→ Work request
Copy word for word, please, the lines of the entries below running from the one containing "self.0.insert(name, value)" to the one containing "the current environment.", both ends included.

Start of Data for this exercise

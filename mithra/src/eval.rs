use indexmap::{map::Iter, IndexMap};
use json::JsonValue;

use crate::ast::Expr;
use crate::builtins::BUILTINS;
use crate::error::{Action, Error, Internal, Reason, Tagged};
use crate::object::{Key, List, Object};


/// Mapping from variable names to the last value assigned to them.
///
/// There is a single flat namespace. Names iterate in the order they were
/// first assigned, and rebinding a name keeps its place.
#[derive(Debug, Clone, Default, PartialEq)]
pub struct Environment(IndexMap<Key, Object>);

impl Environment {
    pub fn new() -> Environment {
        Environment(IndexMap::new())
    }

    pub fn len(&self) -> usize {
        self.0.len()
    }

    pub fn is_empty(&self) -> bool {
        self.0.is_empty()
    }

    pub fn get(&self, name: &Key) -> Option<&Object> {
        self.0.get(name)
    }

    /// Bind a name, returning the value it was bound to before, if any.
    pub fn bind(&mut self, name: Key, value: Object) -> Option<Object> {
        self.0.insert(name, value)
    }

    pub fn iter(&self) -> Iter<'_, Key, Object> {
        self.0.iter()
    }
}

impl<'a> IntoIterator for &'a Environment {
    type Item = (&'a Key, &'a Object);
    type IntoIter = Iter<'a, Key, Object>;
    fn into_iter(self) -> Self::IntoIter {
        self.0.iter()
    }
}


/// Tree-walking evaluator with its own environment.
///
/// Separate interpreters don't share any state, so independent programs can
/// be run side by side.
pub struct Interpreter {
    memory: Environment,
}

impl Interpreter {
    /// Construct an interpreter with an empty environment.
    pub fn new() -> Interpreter {
        Interpreter { memory: Environment::new() }
    }

    /// Return the current environment.
    pub fn memory(&self) -> &Environment {
        &self.memory
    }

    /// Look up the current value of a variable.
    pub fn get(&self, name: &str) -> Option<&Object> {
        self.memory.get(&Key::new(name))
    }

    /// Reduce an expression to a primitive value.
    ///
    /// Assignments bind their value in the environment as a side effect. An
    /// error leaves any bindings made before it in place.
    pub fn eval(&mut self, expr: &Expr) -> Result<Object, Error> {
        match expr {
            Expr::Literal(obj) => Ok(obj.clone()),

            Expr::Assignment { name, expr } => {
                let value = self.eval(expr)?;
                self.memory.bind(*name, value.clone());
                Ok(value)
            }

            Expr::Variable(name) => self.memory.get(name)
                .cloned()
                .ok_or_else(|| Error::new(Reason::Unbound(*name))),

            Expr::FunctionCall { name, args } => {
                let values = args.iter()
                    .map(|arg| self.eval(arg))
                    .collect::<Result<List, _>>()?;
                let func = BUILTINS.get(name.as_str())
                    .ok_or_else(|| Error::new(Reason::UnknownFunction(*name)))?;
                func(&values)
            }

            Expr::Function { .. } => Err(Error::new(Internal::UnsupportedNode)),
        }
    }

    /// Evaluate statements in order and return the value of the last one, or
    /// `None` if there were no statements.
    ///
    /// The first error aborts the run, tagged with the location of the
    /// statement that caused it.
    pub fn run<'a>(
        &mut self,
        statements: impl IntoIterator<Item = &'a Tagged<Expr>>,
    ) -> Result<Option<Object>, Error> {
        let mut retval = None;
        for statement in statements {
            let value = self.eval(statement).map_err(|err| err.tag(statement, Action::Evaluate))?;
            retval = Some(value);
        }
        Ok(retval)
    }
}

impl Default for Interpreter {
    fn default() -> Self {
        Interpreter::new()
    }
}

impl TryFrom<&Environment> for JsonValue {
    type Error = Error;

    fn try_from(value: &Environment) -> Result<Self, Self::Error> {
        let mut retval = JsonValue::new_object();
        for (key, element) in value {
            retval[key.as_str()] = JsonValue::try_from(element)?;
        }
        Ok(retval)
    }
}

End of Data for this exercise

→ Solution to the exercise
        self.0.insert(name, value)
    }

    pub fn iter(&self) -> Iter<'_, Key, Object> {
        self.0.iter()
    }
}

impl<'a> IntoIterator for &'a Environment {
    type Item = (&'a Key, &'a Object);
    type IntoIter = Iter<'a, Key, Object>;
    fn into_iter(self) -> Self::IntoIter {
        self.0.iter()
    }
}


/// Tree-walking evaluator with its own environment.
///
/// Separate interpreters don't share any state, so independent programs can
/// be run side by side.
pub struct Interpreter {
    memory: Environment,
}

impl Interpreter {
    /// Construct an interpreter with an empty environment.
    pub fn new() -> Interpreter {
        Interpreter { memory: Environment::new() }
    }

    /// Return the current environment.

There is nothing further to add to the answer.